### Task instructions
Your task is to transcribe the entries exactly.

Collected data
- - -

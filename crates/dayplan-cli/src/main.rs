use clap::Parser;
use dayplan_core::error::CoreError;
use dayplan_core::suggest::SuggestionError;
use owo_colors::{OwoColorize, Style};
use tracing::debug;
use tracing_subscriber::EnvFilter;

mod app;
mod cli;
mod commands;
mod config;
mod parser;
mod timezone;
mod util;
mod views;

use app::App;
use cli::Commands;

#[tokio::main]
async fn main() {
    init_tracing();
    let cli = cli::Cli::parse();

    let config = match config::Config::new() {
        Ok(config) => config,
        Err(e) => {
            eprintln!("{} Invalid configuration: {}", "Error:".red().bold(), e);
            std::process::exit(1);
        }
    };

    let app = match App::open(config).await {
        Ok(app) => app,
        Err(e) => {
            handle_error(e);
            std::process::exit(1);
        }
    };

    // Streak decay runs before anything else reads the profile.
    if let Err(e) = app.planner.refresh_streak(app.today()).await {
        handle_error(e.into());
        std::process::exit(1);
    }

    if let Err(e) = run(&app, cli.command).await {
        handle_error(e);
        std::process::exit(1);
    }
}

async fn run(app: &App, command: Commands) -> anyhow::Result<()> {
    debug!(?command, "dispatching");
    match command {
        Commands::Add(command) => commands::add::add_task(app, command).await,
        Commands::List(command) => commands::list::list_tasks(app, command).await,
        Commands::Day(command) => commands::day::show_day(app, command).await,
        Commands::Month(command) => commands::month::show_month(app, command).await,
        Commands::Do(command) => commands::r#do::do_task(app, command).await,
        Commands::Edit(command) => commands::edit::edit_task(app, command).await,
        Commands::Move(command) => commands::r#move::move_task(app, command).await,
        Commands::Delete(command) => commands::delete::delete_task(app, command).await,
        Commands::Plan(command) => commands::plan::plan_day(app, command).await,
        Commands::Report(command) => commands::report::show_report(app, command).await,
        Commands::Reward(command) => commands::reward::reward_command(app, command).await,
        Commands::Note(command) => commands::note::note_command(app, command).await,
        Commands::Profile(command) => commands::profile::show_profile(app, command).await,
        Commands::Suggest(command) => commands::suggest::suggest(app, command).await,
        Commands::Remind(command) => commands::remind::remind(app, command).await,
    }
}

/// Logs go to stderr so command output stays clean. `DAYPLAN_LOG` takes
/// the usual filter directives, e.g. `DAYPLAN_LOG=dayplan_core=debug`.
fn init_tracing() {
    let filter = EnvFilter::try_from_env("DAYPLAN_LOG").unwrap_or_else(|_| EnvFilter::new("warn"));
    tracing_subscriber::fmt()
        .with_env_filter(filter)
        .with_writer(std::io::stderr)
        .with_target(false)
        .init();
}

fn handle_error(err: anyhow::Error) {
    let error_style = Style::new().red().bold();

    if let Some(core_error) = err.downcast_ref::<CoreError>() {
        match core_error {
            CoreError::NotFound(s) => {
                eprintln!("{} {}", "Error:".style(error_style), s);
            }
            CoreError::AmbiguousId(candidates) => {
                eprintln!("{}", "Error: Ambiguous ID.".style(error_style));
                eprintln!("Did you mean one of these?");
                for (id, title) in candidates {
                    eprintln!("  {} ({})", id.yellow(), title);
                }
            }
            CoreError::InvalidInput(s) => {
                eprintln!("{} Invalid input: {}", "Error:".style(error_style), s);
            }
            CoreError::InvalidTimezone(s) => {
                eprintln!("{} Invalid timezone: {}", "Error:".style(error_style), s);
                let suggestions = timezone::suggest_timezone(s);
                if !suggestions.is_empty() {
                    eprintln!("Did you mean: {}", suggestions.join(", ").yellow());
                }
                eprintln!("Set `timezone` in dayplan.toml or DAYPLAN_TIMEZONE to an IANA name.");
            }
            CoreError::InsufficientPoints { cost, available } => {
                eprintln!(
                    "{} This reward costs {} points but you only have {}.",
                    "Error:".style(error_style),
                    cost.to_string().yellow(),
                    available.to_string().yellow()
                );
                eprintln!("Complete more tasks to earn points.");
            }
            CoreError::Database(e) => {
                eprintln!("{} Database error: {}", "Error:".style(error_style), e);
            }
            _ => eprintln!("{} {}", "Error:".style(error_style), err),
        }
    } else if let Some(suggestion_error) = err.downcast_ref::<SuggestionError>() {
        eprintln!("{} {}", "Error:".style(error_style), suggestion_error);
        if matches!(
            suggestion_error,
            SuggestionError::MissingCredential | SuggestionError::InvalidCredential
        ) {
            eprintln!("Set GEMINI_API_KEY or `suggestions.api_key` in dayplan.toml.");
        }
    } else {
        eprintln!("{} {:#}", "Error:".style(error_style), err);
    }
}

- - -

### Output of the task
filename crates/dayplan-cli/src/main.rs
use clap::Parser;
use dayplan_core::error::CoreError;
use dayplan_core::suggest::SuggestionError;
use owo_colors::{OwoColorize, Style};
use tracing::debug;
use tracing_subscriber::EnvFilter;

mod app;
mod cli;
mod commands;
mod config;
mod parser;
mod timezone;
mod util;
mod views;

use app::App;
use cli::Commands;

#[tokio::main]
async fn main() {
    init_tracing();
    let cli = cli::Cli::parse();

    let config = match config::Config::new() {
        Ok(config) => config,
        Err(e) => {
            eprintln!("{} Invalid configuration: {}", "Error:".red().bold(), e);
            std::process::exit(1);
        }
    };

    let app = match App::open(config).await {
        Ok(app) => app,
        Err(e) => {
            handle_error(e);
            std::process::exit(1);
        }
    };

    // Streak decay runs before anything else reads the profile.
    if let Err(e) = app.planner.refresh_streak(app.today()).await {
        handle_error(e.into());
        std::process::exit(1);
    }

    if let Err(e) = run(&app, cli.command).await {
        handle_error(e);
        std::process::exit(1);
    }
}

async fn run(app: &App, command: Commands) -> anyhow::Result<()> {
    debug!(?command, "dispatching");
    match command {
        Commands::Add(command) => commands::add::add_task(app, command).await,
        Commands::List(command) => commands::list::list_tasks(app, command).await,
        Commands::Day(command) => commands::day::show_day(app, command).await,
        Commands::Month(command) => commands::month::show_month(app, command).await,
        Commands::Do(command) => commands::r#do::do_task(app, command).await,
        Commands::Edit(command) => commands::edit::edit_task(app, command).await,
        Commands::Move(command) => commands::r#move::move_task(app, command).await,
        Commands::Delete(command) => commands::delete::delete_task(app, command).await,
        Commands::Plan(command) => commands::plan::plan_day(app, command).await,
        Commands::Report(command) => commands::report::show_report(app, command).await,
        Commands::Reward(command) => commands::reward::reward_command(app, command).await,
        Commands::Note(command) => commands::note::note_command(app, command).await,
        Commands::Profile(command) => commands::profile::show_profile(app, command).await,
        Commands::Suggest(command) => commands::suggest::suggest(app, command).await,
        Commands::Remind(command) => commands::remind::remind(app, command).await,
    }
}

/// Logs go to stderr so command output stays clean. `DAYPLAN_LOG` takes
/// the usual filter directives, e.g. `DAYPLAN_LOG=dayplan_core=debug`.
fn init_tracing() {
    let filter = EnvFilter::try_from_env("DAYPLAN_LOG").unwrap_or_else(|_| EnvFilter::new("warn"));
    tracing_subscriber::fmt()
        .with_env_filter(filter)
        .with_writer(std::io::stderr)
        .with_target(false)
        .init();
}

fn handle_error(err: anyhow::Error) {
    let error_style = Style::new().red().bold();

    if let Some(core_error) = err.downcast_ref::<CoreError>() {
        match core_error {
            CoreError::NotFound(s) => {
                eprintln!("{} {}", "Error:".style(error_style), s);
            }
            CoreError::AmbiguousId(candidates) => {
                eprintln!("{}", "Error: Ambiguous ID.".style(error_style));
                eprintln!("Did you mean one of these?");
                for (id, title) in candidates {
                    eprintln!("  {} ({})", id.yellow(), title);
                }
            }
            CoreError::InvalidInput(s) => {
                eprintln!("{} Invalid input: {}", "Error:".style(error_style), s);
            }
            CoreError::InvalidTimezone(s) => {
                eprintln!("{} Invalid timezone: {}", "Error:".style(error_style), s);
                let suggestions = timezone::suggest_timezone(s);
                if !suggestions.is_empty() {
                    eprintln!("Did you mean: {}", suggestions.join(", ").yellow());
                }
                eprintln!("Set `timezone` in dayplan.toml or DAYPLAN_TIMEZONE to an IANA name.");
            }
            CoreError::InsufficientPoints { cost, available } => {
                eprintln!(
                    "{} This reward costs {} points but you only have {}.",
                    "Error:".style(error_style),
                    cost.to_string().yellow(),
                    available.to_string().yellow()
                );
                eprintln!("Complete more tasks to earn points.");
            }
            CoreError::Database(e) => {
                eprintln!("{} Database error: {}", "Error:".style(error_style), e);
            }
            _ => eprintln!("{} {}", "Error:".style(error_style), err),
        }
    } else if let Some(suggestion_error) = err.downcast_ref::<SuggestionError>() {
        eprintln!("{} {}", "Error:".style(error_style), suggestion_error);
        if matches!(
            suggestion_error,
            SuggestionError::MissingCredential | SuggestionError::InvalidCredential
        ) {
            eprintln!("Set GEMINI_API_KEY or `suggestions.api_key` in dayplan.toml.");
        }
    } else {
        eprintln!("{} {:#}", "Error:".style(error_style), err);
    }
}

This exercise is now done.